The SHELL model developed by Edwards in 1972 was modified into a 'building block’ structure by Hawkins in 1984 and Hawkins and Orlady (Hawkins & Orlady, 1993), indicating the four components and human interfaces with software, hardware, environment, and live-ware of the aviation system. The SHELL model suggests that the
human is rarely, if ever, the sole cause of an accident (Wiegmann & Shappell, 2003). The systems perspective considers a variety of task-related factors that interact with the human operator, thereby affecting performance (Wiegmann & Shappell, 2003).
Threat and error management (TEM) is an applied human factor safety concept regarding aircrew performance to enhance aviation safety. It classifies human error into five categories, namely intentional non-compliance errors; procedural errors; communication errors; proficiency errors; and operational decision errors.
Aviation science argues that human error is inevitable.

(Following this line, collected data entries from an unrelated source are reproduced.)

//! Configuration management for Hestia
//!
//! This module handles loading, validation, and management of the application
//! configuration from YAML files.

use crate::error::{HestiaError, Result};
use serde::{Deserialize, Serialize};
use std::path::Path;

fn default_false() -> bool {
    false
}

/// Main configuration structure
#[derive(Debug, Clone, Serialize, Deserialize)]
pub struct Config {
    /// Provider API endpoints and pacing
    pub api: ApiConfig,

    /// Charging decision defaults
    pub charging: ChargingConfig,

    /// Command signing key and registered domain
    pub signing: SigningConfig,

    /// Logging configuration
    pub logging: LoggingConfig,

    /// Timezone for off-peak scheduling
    pub timezone: String,
}

/// Provider API endpoints and request pacing
#[derive(Debug, Clone, Serialize, Deserialize)]
pub struct ApiConfig {
    /// Base URL of the vehicle/energy provider API
    pub base_url: String,

    /// OAuth token endpoint used for refresh exchanges
    pub auth_url: String,

    /// Per-call timeout in seconds
    pub timeout_seconds: u64,

    /// Global outbound request ceiling across all components
    pub max_requests_per_second: u32,
}

/// Charging decision defaults
#[derive(Debug, Clone, Serialize, Deserialize)]
#[serde(default)]
pub struct ChargingConfig {
    /// Target charge level when none is given per vehicle
    pub default_target_level: u8,

    /// Cap on concurrently charging vehicles
    pub max_simultaneous_charging: usize,

    /// Minimum storage percentage to preserve
    pub reserve_floor_percent: u8,

    /// Minutes between scheduled coordination cycles
    pub interval_minutes: u64,

    /// Local hour after which deferred charging starts
    pub off_peak_hour: u32,

    /// Execute plans automatically when the loop runs
    #[serde(default = "default_false")]
    pub auto_execute: bool,

    /// Storage headroom above the reserve floor that permits charging
    pub storage_headroom_percent: f64,

    /// Solar production must exceed home load by this margin to charge
    pub solar_margin_w: f64,

    /// Larger solar margin that triggers an advisory recommendation
    pub solar_advisory_margin_w: f64,
}

/// Command signing configuration
#[derive(Debug, Clone, Serialize, Deserialize, Default)]
#[serde(default)]
pub struct SigningConfig {
    /// Path to the RSA private key in PEM format (empty disables signing)
    pub private_key_path: String,

    /// Registered domain the key pair is bound to
    pub domain: String,
}

/// Logging configuration
#[derive(Debug, Clone, Serialize, Deserialize)]
pub struct LoggingConfig {
    /// Log level (TRACE, DEBUG, INFO, WARN, ERROR)
    pub level: String,

    /// Path to log file or directory
    pub file: String,

    /// Number of rotated files to keep
    pub backup_count: u32,

    /// Whether to log to console
    pub console_output: bool,

    /// Whether to use JSON format
    pub json_format: bool,
}

impl Default for ApiConfig {
    fn default() -> Self {
        Self {
            base_url: "https://fleet-api.example.com".to_string(),
            auth_url: "https://auth.example.com/oauth2/v3/token".to_string(),
            timeout_seconds: 30,
            max_requests_per_second: 20,
        }
    }
}

impl Default for ChargingConfig {
    fn default() -> Self {
        Self {
            default_target_level: 80,
            max_simultaneous_charging: 2,
            reserve_floor_percent: 20,
            interval_minutes: 15,
            off_peak_hour: 23,
            auto_execute: false,
            storage_headroom_percent: 30.0,
            solar_margin_w: 3000.0,
            solar_advisory_margin_w: 5000.0,
        }
    }
}

impl Default for LoggingConfig {
    fn default() -> Self {
        Self {
            level: "INFO".to_string(),
            file: "/tmp/hestia.log".to_string(),
            backup_count: 5,
            console_output: true,
            json_format: false,
        }
    }
}

impl Default for Config {
    fn default() -> Self {
        Self {
            api: ApiConfig::default(),
            charging: ChargingConfig::default(),
            signing: SigningConfig::default(),
            logging: LoggingConfig::default(),
            timezone: "UTC".to_string(),
        }
    }
}

impl Config {
    /// Load configuration from a YAML file
    pub fn from_file<P: AsRef<Path>>(path: P) -> Result<Self> {
        let contents = std::fs::read_to_string(path)?;
        let config: Config = serde_yaml::from_str(&contents)?;
        Ok(config)
    }

    /// Load configuration from the default locations
    pub fn load() -> Result<Self> {
        let default_paths = [
            "hestia_config.yaml",
            "/data/hestia_config.yaml",
            "/etc/hestia/config.yaml",
        ];

        for path in &default_paths {
            if Path::new(path).exists() {
                return Self::from_file(path);
            }
        }

        // Fall back to default configuration
        Ok(Config::default())
    }

    /// Save configuration to a YAML file
    pub fn save_to_file<P: AsRef<Path>>(&self, path: P) -> Result<()> {
        let yaml = serde_yaml::to_string(self)?;
        std::fs::write(path, yaml)?;
        Ok(())
    }

    /// Validate the configuration
    pub fn validate(&self) -> Result<()> {
        if self.api.base_url.is_empty() {
            return Err(HestiaError::validation(
                "api.base_url",
                "Base URL cannot be empty",
            ));
        }

        if self.api.max_requests_per_second == 0 {
            return Err(HestiaError::validation(
                "api.max_requests_per_second",
                "Must be greater than 0",
            ));
        }

        if self.api.timeout_seconds == 0 {
            return Err(HestiaError::validation(
                "api.timeout_seconds",
                "Must be greater than 0",
            ));
        }

        if self.charging.default_target_level > 100 {
            return Err(HestiaError::validation(
                "charging.default_target_level",
                "Must be between 0 and 100",
            ));
        }

        if self.charging.reserve_floor_percent > 100 {
            return Err(HestiaError::validation(
                "charging.reserve_floor_percent",
                "Must be between 0 and 100",
            ));
        }

        if self.charging.max_simultaneous_charging == 0 {
            return Err(HestiaError::validation(
                "charging.max_simultaneous_charging",
                "Must be greater than 0",
            ));
        }

        if self.charging.interval_minutes == 0 {
            return Err(HestiaError::validation(
                "charging.interval_minutes",
                "Must be greater than 0",
            ));
        }

        if self.charging.off_peak_hour > 23 {
            return Err(HestiaError::validation(
                "charging.off_peak_hour",
                "Must be between 0 and 23",
            ));
        }

        if self.timezone.parse::<chrono_tz::Tz>().is_err() {
            return Err(HestiaError::validation(
                "timezone",
                "Unknown timezone identifier",
            ));
        }

        Ok(())
    }

    /// Parsed timezone for schedule operations
    pub fn tz(&self) -> chrono_tz::Tz {
        self.timezone.parse().unwrap_or(chrono_tz::UTC)
    }
}
//! Error types and handling for Hestia
//!
//! This module defines the error types used throughout the application,
//! providing consistent error handling and reporting.

use thiserror::Error;

/// Result type alias for Hestia operations
pub type Result<T> = std::result::Result<T, HestiaError>;

/// Main error type for Hestia
#[derive(Debug, Error)]
pub enum HestiaError {
    /// Configuration-related errors
    #[error("Configuration error: {message}")]
    Config { message: String },

    /// Credential invalid or refresh exchange failed; unrecoverable
    /// without re-authorization
    #[error("Authentication error: {message}")]
    Auth { message: String },

    /// No signing key material configured (fatal precondition)
    #[error("Signing error: {message}")]
    Signing { message: String },

    /// A failed outbound call, carrying the provider's status and message.
    /// Constructed once at the dispatcher boundary.
    #[error("Remote error ({status_code}): {provider_message}")]
    Remote {
        status_code: u16,
        provider_message: String,
        raw_body: String,
    },

    /// Coordination loop started while already running
    #[error("Coordination loop is already active")]
    AlreadyActive,

    /// Coordination loop stopped while not running
    #[error("Coordination loop is not active")]
    NotActive,

    /// Serialization/deserialization errors
    #[error("Serialization error: {message}")]
    Serialization { message: String },

    /// File I/O errors
    #[error("I/O error: {message}")]
    Io { message: String },

    /// Network-related errors (transport failed before a response)
    #[error("Network error: {message}")]
    Network { message: String },

    /// Validation errors
    #[error("Validation error: {field} - {message}")]
    Validation { field: String, message: String },

    /// Timeout errors
    #[error("Timeout error: {message}")]
    Timeout { message: String },

    /// Generic errors with context
    #[error("Error: {message}")]
    Generic { message: String },
}

impl HestiaError {
    /// Create a new configuration error
    pub fn config<S: Into<String>>(message: S) -> Self {
        HestiaError::Config {
            message: message.into(),
        }
    }

    /// Create a new auth error
    pub fn auth<S: Into<String>>(message: S) -> Self {
        HestiaError::Auth {
            message: message.into(),
        }
    }

    /// Create a new signing error
    pub fn signing<S: Into<String>>(message: S) -> Self {
        HestiaError::Signing {
            message: message.into(),
        }
    }

    /// Create a new remote error from a provider response
    pub fn remote<M: Into<String>, B: Into<String>>(
        status_code: u16,
        provider_message: M,
        raw_body: B,
    ) -> Self {
        HestiaError::Remote {
            status_code,
            provider_message: provider_message.into(),
            raw_body: raw_body.into(),
        }
    }

    /// Create a new validation error
    pub fn validation<F: Into<String>, M: Into<String>>(field: F, message: M) -> Self {
        HestiaError::Validation {
            field: field.into(),
            message: message.into(),
        }
    }

    /// Create a new I/O error
    pub fn io<S: Into<String>>(message: S) -> Self {
        HestiaError::Io {
            message: message.into(),
        }
    }

    /// Create a new network error
    pub fn network<S: Into<String>>(message: S) -> Self {
        HestiaError::Network {
            message: message.into(),
        }
    }

    /// Create a new timeout error
    pub fn timeout<S: Into<String>>(message: S) -> Self {
        HestiaError::Timeout {
            message: message.into(),
        }
    }

    /// Create a new generic error
    pub fn generic<S: Into<String>>(message: S) -> Self {
        HestiaError::Generic {
            message: message.into(),
        }
    }

    /// HTTP status carried by a remote error, if any
    pub fn status_code(&self) -> Option<u16> {
        match self {
            HestiaError::Remote { status_code, .. } => Some(*status_code),
            _ => None,
        }
    }
}

impl From<std::io::Error> for HestiaError {
    fn from(err: std::io::Error) -> Self {
        HestiaError::io(err.to_string())
    }
}

impl From<serde_yaml::Error> for HestiaError {
    fn from(err: serde_yaml::Error) -> Self {
        HestiaError::Serialization {
            message: err.to_string(),
        }
    }
}

impl From<serde_json::Error> for HestiaError {
    fn from(err: serde_json::Error) -> Self {
        HestiaError::Serialization {
            message: err.to_string(),
        }
    }
}

impl From<reqwest::Error> for HestiaError {
    fn from(err: reqwest::Error) -> Self {
        if err.is_timeout() {
            HestiaError::timeout(err.to_string())
        } else {
            HestiaError::network(err.to_string())
        }
    }
}

impl From<chrono::ParseError> for HestiaError {
    fn from(err: chrono::ParseError) -> Self {
        HestiaError::validation("datetime", err.to_string())
    }
}

#[cfg(test)]
mod tests {
    use super::*;

    #[test]
    fn test_error_creation() {
        let err = HestiaError::config("test config error");
        assert!(matches!(err, HestiaError::Config { .. }));

        let err = HestiaError::auth("token revoked");
        assert!(matches!(err, HestiaError::Auth { .. }));

        let err = HestiaError::validation("field", "test validation error");
        assert!(matches!(err, HestiaError::Validation { .. }));
    }

    #[test]
    fn test_error_display() {
        let err = HestiaError::config("test error");
        assert_eq!(format!("{}", err), "Configuration error: test error");

        let err = HestiaError::remote(429, "rate limit exceeded", "{}");
        assert_eq!(format!("{}", err), "Remote error (429): rate limit exceeded");
        assert_eq!(err.status_code(), Some(429));

        let err = HestiaError::validation("test_field", "invalid value");
        assert_eq!(
            format!("{}", err),
            "Validation error: test_field - invalid value"
        );
    }

    #[test]
    fn test_loop_errors_display() {
        assert_eq!(
            format!("{}", HestiaError::AlreadyActive),
            "Coordination loop is already active"
        );
        assert_eq!(
            format!("{}", HestiaError::NotActive),
            "Coordination loop is not active"
        );
    }
}
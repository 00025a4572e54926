//! Logging setup and component-scoped loggers for Hestia
//!
//! Logging is initialized once per process from the `logging` config
//! section: console output always, plus a daily-rotated file unless running
//! under tests or `HESTIA_DISABLE_FILE_LOG`. Components log through a small
//! `StructuredLogger` that stamps every line with the component name and,
//! when relevant, the vehicle in scope.

use crate::config::LoggingConfig;
use crate::error::{HestiaError, Result};
use once_cell::sync::OnceCell;
use std::path::Path;
use std::sync::Once;
use tracing::{Level, debug, error, info, warn};
use tracing_appender::non_blocking::WorkerGuard;
use tracing_appender::{non_blocking, rolling};
use tracing_subscriber::filter::LevelFilter;
use tracing_subscriber::fmt::writer::MakeWriter;
use tracing_subscriber::{EnvFilter, Layer, fmt, layer::SubscriberExt, util::SubscriberInitExt};

// The non-blocking file writer stops on guard drop; keep it for the process
static LOG_GUARD: OnceCell<WorkerGuard> = OnceCell::new();
static INIT_ONCE: Once = Once::new();
static INIT_ERROR: OnceCell<String> = OnceCell::new();

/// Initialize the tracing subscriber from configuration. Safe to call more
/// than once; only the first call takes effect.
pub fn init_logging(config: &LoggingConfig) -> Result<()> {
    INIT_ONCE.call_once(|| {
        if let Err(e) = try_init(config) {
            let _ = INIT_ERROR.set(e.to_string());
        }
    });

    match INIT_ERROR.get() {
        Some(err) => Err(HestiaError::config(err.clone())),
        None => Ok(()),
    }
}

fn try_init(config: &LoggingConfig) -> Result<()> {
    let level = parse_log_level(&config.level)?;
    let filter = EnvFilter::try_from_default_env()
        .unwrap_or_else(|_| format!("hestia={},reqwest=warn", level).into());
    let registry = tracing_subscriber::registry().with(filter);

    if console_only() {
        registry
            .with(sink(std::io::stdout, config.json_format, level))
            .init();
        info!("Logging initialized, level {:?}, console only", level);
        return Ok(());
    }

    let appender = rolling::Builder::new()
        .rotation(rolling::Rotation::DAILY)
        .filename_prefix("hestia")
        .filename_suffix("log")
        .max_log_files(config.backup_count as usize)
        .build(log_directory(&config.file))
        .map_err(|e| HestiaError::io(format!("Failed to create log file appender: {}", e)))?;
    let (file_writer, guard) = non_blocking(appender);
    let _ = LOG_GUARD.set(guard);

    let file_layer = sink(file_writer, config.json_format, level);
    if config.console_output {
        registry
            .with(file_layer)
            .with(sink(std::io::stdout, config.json_format, level))
            .init();
    } else {
        registry.with(file_layer).init();
    }

    info!(
        "Logging initialized, level {:?}, file {}",
        level, config.file
    );
    Ok(())
}

/// File logging is pointless under `cargo test` and undesirable in one-shot
/// invocations; both fall back to console output.
fn console_only() -> bool {
    cfg!(test) || std::env::var_os("HESTIA_DISABLE_FILE_LOG").is_some()
}

/// `logging.file` may name the log file itself or its directory
fn log_directory(configured: &str) -> &Path {
    let p = Path::new(configured);
    if p.extension().is_some() {
        p.parent().unwrap_or(p)
    } else {
        p
    }
}

/// One formatted output layer; plain or JSON, capped at `level`
fn sink<S, W>(writer: W, json: bool, level: Level) -> Box<dyn Layer<S> + Send + Sync>
where
    S: tracing::Subscriber + for<'a> tracing_subscriber::registry::LookupSpan<'a>,
    W: for<'a> MakeWriter<'a> + Send + Sync + 'static,
{
    let base = fmt::layer()
        .with_writer(writer)
        .with_target(false)
        .with_thread_ids(false)
        .with_file(false);
    if json {
        base.json().with_filter(LevelFilter::from_level(level)).boxed()
    } else {
        base.with_filter(LevelFilter::from_level(level)).boxed()
    }
}

fn parse_log_level(level_str: &str) -> Result<Level> {
    match level_str.to_uppercase().as_str() {
        "TRACE" => Ok(Level::TRACE),
        "DEBUG" => Ok(Level::DEBUG),
        "INFO" => Ok(Level::INFO),
        "WARN" => Ok(Level::WARN),
        "ERROR" => Ok(Level::ERROR),
        _ => Err(HestiaError::config(format!(
            "Invalid log level: {}",
            level_str
        ))),
    }
}

/// Component-scoped logger, optionally narrowed to one vehicle
#[derive(Debug, Clone)]
pub struct StructuredLogger {
    component: String,
    vehicle_id: Option<String>,
}

impl StructuredLogger {
    /// Derive a logger scoped to one vehicle
    pub fn with_vehicle(&self, vehicle_id: &str) -> Self {
        Self {
            component: self.component.clone(),
            vehicle_id: Some(vehicle_id.to_string()),
        }
    }

    pub fn component(&self) -> &str {
        &self.component
    }

    pub fn info(&self, message: &str) {
        info!(scope = %self.scope(), "{}", message);
    }

    pub fn warn(&self, message: &str) {
        warn!(scope = %self.scope(), "{}", message);
    }

    pub fn error(&self, message: &str) {
        error!(scope = %self.scope(), "{}", message);
    }

    pub fn debug(&self, message: &str) {
        debug!(scope = %self.scope(), "{}", message);
    }

    fn scope(&self) -> String {
        match &self.vehicle_id {
            Some(id) => format!("{}/{}", self.component, id),
            None => self.component.clone(),
        }
    }
}

/// Create a logger for a component
pub fn get_logger(component: &str) -> StructuredLogger {
    StructuredLogger {
        component: component.to_string(),
        vehicle_id: None,
    }
}
impl ChargingCoordinator {
    pub fn new(
        vehicle_api: Arc<dyn VehicleApi>,
        energy_api: Arc<dyn EnergyApi>,
        tokens: Arc<TokenLifecycleManager>,
        charging: ChargingConfig,
        tz: Tz,
    ) -> Self {
        let logger = get_logger("coordinator");
        Self {
            vehicle_api,
            energy_api,
            tokens,
            charging,
            tz,
            active: AtomicBool::new(false),
            loop_handle: Mutex::new(None),
            stats: Arc::new(StdMutex::new(LoopStats::default())),
            logger,
        }
    }

    /// Assign the credential used for all provider calls
    pub async fn set_credential(&self, credential: Credential) {
        self.tokens.set_credential(credential).await;
    }

    /// Fetch a point-in-time view of vehicles and the storage site
    pub async fn get_system_status(&self) -> Result<SystemStatus> {
        let vehicles = self.vehicle_api.fetch_vehicles().await?;
        let site = match self.battery_site_id().await {
            Ok(site_id) => self.energy_api.fetch_site_status(&site_id).await.ok(),
            Err(_) => None,
        };
        Ok(SystemStatus {
            vehicles,
            site,
            credential_present: self.tokens.credential().await.is_some(),
        })
    }

    async fn battery_site_id(&self) -> Result<String> {
        let products = self.energy_api.fetch_products().await?;
        products
            .into_iter()
            .find(|p| p.kind == ProductKind::Battery)
            .map(|p| p.id)
            .ok_or_else(|| HestiaError::generic("No storage battery registered to the account"))
    }

    /// Compute a charging plan from current vehicle and storage state.
    ///
    /// The vehicle list and energy products are the two required reads; a
    /// per-vehicle detail failure only excludes that vehicle.
    pub async fn create_plan(&self, options: &PlanOptions) -> Result<ChargingPlan> {
        let (vehicles, products) = tokio::join!(
            self.vehicle_api.fetch_vehicles(),
            self.energy_api.fetch_products()
        );
        let vehicles = vehicles?;
        let products = products?;

        let site_id = products
            .into_iter()
            .find(|p| p.kind == ProductKind::Battery)
            .map(|p| p.id)
            .ok_or_else(|| HestiaError::generic("No storage battery registered to the account"))?;
        let site = self.energy_api.fetch_site_status(&site_id).await?;

        let reserve_floor = options
            .reserve_floor_percent
            .unwrap_or(self.charging.reserve_floor_percent);
        let max_simultaneous = options
            .max_simultaneous_charging
            .unwrap_or(self.charging.max_simultaneous_charging);

        let ctx = SiteContext {
            storage_level: site.percentage_charged,
            reserve_floor: reserve_floor as f64,
            solar_power_w: site.solar_power_w,
            load_power_w: site.load_power_w,
            grid_power_w: site.grid_power_w,
            storage_headroom: self.charging.storage_headroom_percent,
            solar_margin_w: self.charging.solar_margin_w,
        };

        let mut entries = Vec::new();
        for vehicle in &vehicles {
            let logger = self.logger.with_vehicle(&vehicle.id);
            if vehicle.state != VehicleState::Online {
                logger.debug(&format!("Skipping vehicle in state {:?}", vehicle.state));
                continue;
            }

            let charge = match self.vehicle_api.fetch_charge_state(&vehicle.id).await {
                Ok(c) => c,
                Err(e) => {
                    // Exclude this vehicle rather than abort the whole plan
                    logger.warn(&format!("Failed to fetch charge state: {}", e));
                    continue;
                }
            };

            let target = *options
                .target_charge_levels
                .get(&vehicle.id)
                .unwrap_or(&self.charging.default_target_level) as f64;
            let charging_needed = target - charge.battery_level;
            let priority = if options.priority_vehicles.contains(&vehicle.id) {
                Priority::High
            } else {
                Priority::Normal
            };
            let (action, reason) = decide_action(charging_needed, charge.is_plugged_in, &ctx);

            entries.push(VehiclePlanEntry {
                vehicle_id: vehicle.id.clone(),
                display_name: vehicle.display_name.clone(),
                current_charge: charge.battery_level,
                target_charge: target,
                charging_needed,
                is_plugged_in: charge.is_plugged_in,
                priority,
                action,
                reason,
            });
        }

        apply_admission_control(&mut entries, max_simultaneous);

        let mut storage_actions = Vec::new();
        if let Some(action) = storage_floor_action(
            &site_id,
            site.percentage_charged,
            reserve_floor,
            site.grid_power_w,
        ) {
            storage_actions.push(action);
        }

        let mut recommendations = Vec::new();
        if let Some(rec) = surplus_advisory(
            site.percentage_charged,
            site.solar_power_w,
            site.load_power_w,
            self.charging.solar_advisory_margin_w,
        ) {
            recommendations.push(rec);
        }

        let plan = ChargingPlan {
            id: uuid::Uuid::new_v4(),
            created_at: Utc::now(),
            vehicles: entries,
            storage_actions,
            recommendations,
        };
        self.logger.info(&format!(
            "Plan {} computed: {} vehicle entries, {} storage actions",
            plan.id,
            plan.vehicles.len(),
            plan.storage_actions.len()
        ));
        Ok(plan)
    }

    /// Execute a plan, accumulating per-item outcomes independently so one
    /// failure never prevents subsequent items from running. Storage-level
    /// actions execute after all vehicle actions.
    pub async fn execute_plan(&self, plan: &ChargingPlan) -> Result<ExecutionResult> {
        let mut result = ExecutionResult::default();

        for entry in &plan.vehicles {
            let command = match entry.action {
                PlanAction::StartCharging => Some(VehicleCommand::StartCharging),
                PlanAction::DelayCharging => Some(VehicleCommand::StopCharging),
                PlanAction::ScheduleOffPeak => Some(VehicleCommand::ScheduleCharging {
                    start_at: next_off_peak_timestamp(
                        Utc::now(),
                        self.tz,
                        self.charging.off_peak_hour,
                    ),
                }),
                PlanAction::QueueCharging | PlanAction::None => None,
            };

            let Some(command) = command else {
                result.skipped.push(ExecutionRecord::ok(
                    &entry.vehicle_id,
                    format!("{:?}: {}", entry.action, entry.reason),
                ));
                continue;
            };

            let description = format!("{} ({})", command.name(), entry.reason);
            match self
                .vehicle_api
                .send_command(&entry.vehicle_id, command)
                .await
            {
                Ok(()) => {
                    result
                        .executed
                        .push(ExecutionRecord::ok(&entry.vehicle_id, description));
                }
                Err(e) => {
                    self.logger
                        .with_vehicle(&entry.vehicle_id)
                        .warn(&format!("Command failed: {}", e));
                    result.failed.push(ExecutionRecord::failed(
                        &entry.vehicle_id,
                        description,
                        e.to_string(),
                    ));
                }
            }
        }

        for action in &plan.storage_actions {
            match action {
                StorageAction::RaiseReserveFloor {
                    site_id,
                    from_percent,
                    to_percent,
                } => {
                    let description =
                        format!("raise reserve floor {} -> {}", from_percent, to_percent);
                    match self.energy_api.set_reserve_floor(site_id, *to_percent).await {
                        Ok(()) => result.executed.push(ExecutionRecord::ok(site_id, description)),
                        Err(e) => {
                            self.logger
                                .warn(&format!("Storage action failed for {}: {}", site_id, e));
                            result.failed.push(ExecutionRecord::failed(
                                site_id,
                                description,
                                e.to_string(),
                            ));
                        }
                    }
                }
            }
        }

        self.logger.info(&format!(
            "Plan {} executed: {} ok, {} failed, {} skipped",
            plan.id,
            result.executed.len(),
            result.failed.len(),
            result.skipped.len()
        ));
        Ok(result)
    }

    /// Start the recurring coordination loop. Runs one cycle immediately,
    /// then reschedules after the configured interval. Fails with
    /// `AlreadyActive` when a loop is running.
    pub async fn start_loop(self: Arc<Self>, options: LoopOptions) -> Result<()> {
        if self
            .active
            .compare_exchange(false, true, Ordering::SeqCst, Ordering::SeqCst)
            .is_err()
        {
            return Err(HestiaError::AlreadyActive);
        }

        let interval_minutes = options
            .interval_minutes
            .unwrap_or(self.charging.interval_minutes);
        {
            let mut stats = self.stats.lock().unwrap_or_else(|p| p.into_inner());
            *stats = LoopStats {
                interval_minutes,
                auto_execute: options.auto_execute,
                ..LoopStats::default()
            };
        }

        let auto_execute = options.auto_execute;
        let (stop_tx, mut stop_rx) = watch::channel(false);
        let coordinator = Arc::clone(&self);
        let task = tokio::spawn(async move {
            let interval = Duration::from_secs(interval_minutes * 60);
            loop {
                coordinator.run_cycle(&options).await;
                tokio::select! {
                    _ = tokio::time::sleep(interval) => {}
                    changed = stop_rx.changed() => {
                        if changed.is_err() || *stop_rx.borrow() {
                            break;
                        }
                    }
                }
            }
            coordinator.logger.info("Coordination loop stopped");
        });

        let mut guard = self.loop_handle.lock().await;
        *guard = Some(LoopHandle { stop_tx, task });
        self.logger.info(&format!(
            "Coordination loop started, interval {} min, auto_execute={}",
            interval_minutes, auto_execute
        ));
        Ok(())
    }

    /// One loop cycle; its own errors are logged and recorded, never
    /// propagated, so a bad cycle does not terminate the loop.
    async fn run_cycle(&self, options: &LoopOptions) {
        let outcome = async {
            let plan = self.create_plan(&options.plan).await?;
            if options.auto_execute {
                let result = self.execute_plan(&plan).await?;
                if !result.failed.is_empty() {
                    self.logger.warn(&format!(
                        "Cycle finished with {} failed items",
                        result.failed.len()
                    ));
                }
            }
            Ok::<(), HestiaError>(())
        }
        .await;

        let mut stats = self.stats.lock().unwrap_or_else(|p| p.into_inner());
        stats.cycles_completed += 1;
        stats.last_cycle_at = Some(Utc::now());
        stats.last_cycle_error = match outcome {
            Ok(()) => None,
            Err(e) => {
                self.logger.error(&format!("Coordination cycle failed: {}", e));
                Some(e.to_string())
            }
        };
    }

    /// Stop the loop. The in-flight cycle is allowed to finish; no further
    /// cycle is scheduled. Fails with `NotActive` when no loop is running.
    pub async fn stop_loop(&self) -> Result<()> {
        let mut guard = self.loop_handle.lock().await;
        let Some(handle) = guard.take() else {
            return Err(HestiaError::NotActive);
        };
        let _ = handle.stop_tx.send(true);
        self.active.store(false, Ordering::SeqCst);
        // Detach rather than abort: cancellation is cooperative
        drop(handle.task);
        self.logger.info("Coordination loop stop requested");
        Ok(())
    }

    /// Observable state of the scheduled loop
    pub fn loop_status(&self) -> LoopStatus {
        let stats = self.stats.lock().unwrap_or_else(|p| p.into_inner());
        LoopStatus {
            active: self.active.load(Ordering::SeqCst),
            interval_minutes: stats.interval_minutes,
            auto_execute: stats.auto_execute,
            cycles_completed: stats.cycles_completed,
            last_cycle_at: stats.last_cycle_at,
            last_cycle_error: stats.last_cycle_error.clone(),
        }
    }

    /// Whether a loop is currently active
    pub fn is_active(&self) -> bool {
        self.active.load(Ordering::SeqCst)
    }
}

For safe performance, CRM and human factor training aim to reduce error as far as possible. Aviation safety requires defences to mitigate risk, therefore pro-active error detection is required to reduce errors. To date, aviation psychology and applied human factors have been unable to define a safe aviator profile. A taxonomy of behavioural traits is required to guide aircrew selection and CRM training to reduce human error.